To evaluate the extent of agroforestry, data from the Land Use/Cover Area Frame Statistical Survey (LUCAS) 2018 (Eurostat, 2024) on land cover and land use were used, as LUCAS did not survey the UK after Brexit. As in previous works, LUCAS data were used to determine the extent of silvopasture practice in Europe (Mosquera-Losada et al., 2018b; Rodríguez-Rigueiro et al., 2021; Mosquera-Losada et al., 2022). Woody strata were identified in the primary land cover (LC1) data field, while grassland was considered a secondary land cover (LC2) data field. Additionally, signs of grazing marked as 1 in the land management data field were searched. Therefore, data from LUCAS were beneficial for mapping complex cover types, such as those typical of agroforestry practices, as it provides information about both vegetation strata and their use (Table 1).

Table 1

Table 1. LUCAS criteria used to identify silvopasture practices.

Finally, policy agroforestry promotion was evaluated by understanding the rural development policies of the aforementioned Atlantic regions. These indicators can be related to the promotion of farming systems to fulfill the main pillars of the CAP: social, economic, and environmental aspects.

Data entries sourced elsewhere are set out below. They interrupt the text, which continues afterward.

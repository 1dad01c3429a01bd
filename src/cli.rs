use std::{
    io::Read,
    path::{Path, PathBuf},
};

mod demo;
mod flatten;
mod grow;
mod nest;
mod terminal;

use arbor::{Config, Record, TreeFields, Value};
use clap::{ArgAction, ValueEnum};
use demo::Demo;
use flatten::Flatten;
use grow::Grow;
use nest::Nest;

use anyhow::Context;
use serde::Serialize;

#[derive(Debug, clap::Parser)]
#[command(version, about)]
pub struct Cli {
    /// Verbosity (-v, -vv, -vvv)
    #[arg(short, long, action = ArgAction::Count, global = true)]
    verbose: u8,

    /// Path to a TOML file supplying default field names and delimiter
    #[arg(short, long, global = true)]
    config: Option<PathBuf>,

    #[command(subcommand)]
    command: Option<Command>,
}

impl Cli {
    pub fn run(self) -> anyhow::Result<()> {
        Self::setup_logging(self.verbose);

        let config = match &self.config {
            Some(path) => Config::load(path).map_err(|message| anyhow::anyhow!(message))?,
            None => Config::default(),
        };

        self.command
            .unwrap_or_else(|| Command::Demo(Demo::default()))
            .run(&config)
    }

    fn setup_logging(verbosity: u8) {
        use tracing_subscriber::{layer::SubscriberExt, util::SubscriberInitExt};

        let level = match verbosity {
            0 => tracing::Level::WARN,
            1 => tracing::Level::INFO,
            2 => tracing::Level::DEBUG,
            _ => tracing::Level::TRACE,
        };

        let filter = tracing_subscriber::EnvFilter::from_default_env().add_directive(level.into());

        let fmt_layer = tracing_subscriber::fmt::layer()
            .with_target(false)
            .with_thread_names(false)
            .with_line_number(false);

        tracing_subscriber::registry()
            .with(filter)
            .with(fmt_layer)
            .init();
    }
}

#[derive(Debug, clap::Parser)]
pub enum Command {
    /// Flatten nested trees into a parent-linked flat set
    Flatten(Flatten),

    /// Grow a parent-linked flat set into nested trees
    Grow(Grow),

    /// Rebuild nested records from delimiter-encoded keys
    Nest(Nest),

    /// Run a built-in sample tree through flatten and grow (default)
    Demo(Demo),
}

impl Command {
    fn run(self, config: &Config) -> anyhow::Result<()> {
        match self {
            Self::Flatten(command) => command.run(config),
            Self::Grow(command) => command.run(config),
            Self::Nest(command) => command.run(config),
            Self::Demo(command) => command.run(config),
        }
    }
}

/// Supported document formats for input and output.
#[derive(Copy, Clone, Debug, Eq, PartialEq, ValueEnum, Default)]
pub enum Format {
    #[default]
    Json,
    Yaml,
}

/// Resolves the field-name triple from CLI flags, falling back to the
/// configuration for any flag that was not given.
fn tree_fields(
    config: &Config,
    id: Option<&str>,
    reference: Option<&str>,
    children: Option<&str>,
) -> anyhow::Result<TreeFields> {
    TreeFields::parse(
        id.unwrap_or(&config.id_field),
        reference.unwrap_or(&config.reference_field),
        children.unwrap_or(&config.children_field),
    )
    .context("invalid field name")
}

/// Reads an input document from a path, or from stdin for `-`.
fn read_input(input: &Path) -> anyhow::Result<String> {
    if input == Path::new("-") {
        let mut buffer = String::new();
        std::io::stdin()
            .read_to_string(&mut buffer)
            .context("failed to read stdin")?;
        Ok(buffer)
    } else {
        std::fs::read_to_string(input)
            .with_context(|| format!("failed to read {}", input.display()))
    }
}

/// Parses a document into a single value.
fn parse_value(text: &str, format: Format) -> anyhow::Result<Value> {
    match format {
        Format::Json => serde_json::from_str(text).context("invalid JSON input"),
        Format::Yaml => serde_yaml::from_str(text).context("invalid YAML input"),
    }
}

/// Parses a document as a sequence of records. A single top-level record is
/// treated as a one-element sequence.
fn parse_records(text: &str, format: Format) -> anyhow::Result<Vec<Record>> {
    match parse_value(text, format)? {
        Value::Record(record) => Ok(vec![record]),
        Value::Seq(values) => values
            .into_iter()
            .map(|element| match element {
                Value::Record(record) => Ok(record),
                other => Err(anyhow::anyhow!(
                    "expected a sequence of records, found `{other}`"
                )),
            })
            .collect(),
        other => Err(anyhow::anyhow!(
            "expected a record or a sequence of records, found `{other}`"
        )),
    }
}

/// Writes a value to stdout in the requested format.
fn write_output<T: Serialize>(value: &T, format: Format) -> anyhow::Result<()> {
    match format {
        Format::Json => println!(
            "{}",
            serde_json::to_string_pretty(value).context("failed to encode JSON")?
        ),
        Format::Yaml => print!(
            "{}",
            serde_yaml::to_string(value).context("failed to encode YAML")?
        ),
    }
    Ok(())
}
//! Transformations between flat and nested record shapes.
//!
//! Three independent, stateless transforms share the [`Record`] model:
//! [`flatten`] turns nested trees into parent-linked flat sets, [`grow`]
//! rebuilds the trees from such sets, and [`nest`]/[`nest_all`] reconstruct
//! nested records from delimiter-encoded keys. None of them mutate their
//! input, and none of them depend on each other.
//!
//! [`Record`]: crate::domain::Record

mod flatten;
pub use flatten::flatten;

mod grow;
pub use grow::{GrowError, GrowOptions, grow};

mod nest;
pub use nest::{NestOptions, nest, nest_all};
//! Reshape hierarchical data between flat and nested representations.
//!
//! Relational queries naturally return flat rows that point at their parent
//! through a reference column, while in-memory traversal and JSON output
//! want the children inlined. This crate converts between the two shapes,
//! and also rebuilds nested records from flat records whose keys encode
//! nesting through a delimiter (`"sub:field"`).
//!
//! Records are dynamically shaped mappings from field name to value, and the
//! names of the identifier, reference and children fields are parameters of
//! every call, so the transforms work against any schema.
//!
//! ```
//! use arbor::{GrowOptions, Record, TreeFields, Value, flatten, grow};
//!
//! let fields = TreeFields::parse("id", "parent", "children")?;
//! let forest = vec![Record::from_iter([
//!     ("id", Value::from(1)),
//!     ("title", Value::from("a root")),
//!     (
//!         "children",
//!         Value::Seq(vec![Value::Record(Record::from_iter([
//!             ("id", Value::from(2)),
//!             ("title", Value::from("a leaf")),
//!         ]))]),
//!     ),
//! ])];
//!
//! let flat = flatten(&forest, &fields);
//! assert_eq!(flat.len(), 2);
//! assert_eq!(flat[1].get("parent"), Some(&Value::from(1)));
//!
//! let regrown = grow(&flat, &fields, &GrowOptions::default())?;
//! assert_eq!(flatten(&regrown, &fields), flat);
//! # Ok::<(), Box<dyn std::error::Error>>(())
//! ```

pub mod domain;
pub use domain::{Config, FieldName, InvalidFieldName, Record, TreeFields, Value};

/// Transformations between flat and nested record shapes.
pub mod transform;
pub use transform::{GrowError, GrowOptions, NestOptions, flatten, grow, nest, nest_all};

Mapping data were created with Open Source Geospatial Foundation (OSGeo) and subsequent updates.

3 Results

3.1 Ownership

In the different Atlantic regions, the ownership structure of forestry property (Figure 2) varies depending on the member state. Forests in the French and western Spanish regions are predominantly private. In contrast, those in the north–central regions of Spain, as well as in the UK, Belgium, and Germany, are mostly under public ownership. Galicia (Northwest Spain) presents a large proportion of private forest property, including a regime of communal forests. Meanwhile, Scotland stands out for a low percentage of unqualified ownership based on the forestry inventory.

Figure 2

Figure 2. Forestry property maps.

3.2 Topography

Regarding the altitude of the Atlantic region (Figure 3), the maximum altitude is generally below 250 m. However, this altitude increases in the regions of the Iberian Peninsula due to the proximity of the Cantabrian Mountains, which significantly influence the topography. The altitude range spans from sea level to over 3,247 m in Aquitania, corresponding to the presence of the Pyrenean lands. As a coastal region, the average altitude is generally low, with an overall altitude usually below 500 m. However, in the mountains of northern Spain, this means altitude increases up to 627 m. The minimum altitude level is at sea level. However, there are also inland regions with a very low altitude. The highest values of minimal altitude were found in Aquitaine, where the mean altitude is less than 50 m above sea level.

Figure 3

Figure 3. Altitudes (maximum, minimum, and average).

3.3 Climate

The climate is temperate and highly influenced by the Gulf Stream, bringing humidity and warmth to the region. The majority of the days in a year are characterized by westerly winds. The temperature differences between winter and summer are reduced, with the eastern limit roughly aligning with the line where the annual average temperature is 16°C. Given that the region spans from 41°N to 60°N, there is a significant variation in sunlight distribution (Condé et al., 2008). There is also a notable difference in the timing of agricultural production. In the Northern Atlantic regions, the peak of production occurs during the summer months. Conversely, the Southern Atlantic areas often experience intense droughts during this period, which significantly limit grassland production.

3.4 Land use

Considering the dominant vegetation (Figure 4), most of the Atlantic area is characterized by the presence of meadows and broadleaf forests. However, there is a land cover gradient from the North to the South Atlantic regions of Europe, with France considered a transitional area. Northern Atlantic regions have a reduced forest cover, while the southern regions are dominated by forestlands (Figure 4). The Atlantic forestland analysis reveals that broadleaved trees are the predominant type of forest cover (Figure 4). Regarding croplands, only some French regions (Nord-Pas-de-Calais, Picardie, Haute-Normandie, and Île-de-France), where wheat is the dominant crop, do not feature grasslands without trees or shrubs as the main crop.

Figure 4

Figure 4. Dominant land cover.

3.5 Silvopasture

The distribution of silvopasture as the dominant agroforestry practice in agricultural and forest lands is illustrated in Figure 5. Silvopasture is predominantly found in Southern Atlantic regions of Europe (Spain and France), followed by the Comunidad Foral de Navarra (Spain), Scotland and Wales (UK), Basse-Normandie, Nord-Pas-de-Calais, Pays de la Loire and Poitou–Charentes (France), and Belgium. Silvopasture was not detected in Hamburg, Schleswig–Holstein, Niedersachsen + Bremen in Germany.

Figure 5

Figure 5. Silvopastoralism on total land (agricultural and forest lands), agricultural land (permanent crops and permanent grasslands), and separately on permanent crops and permanent grasslands.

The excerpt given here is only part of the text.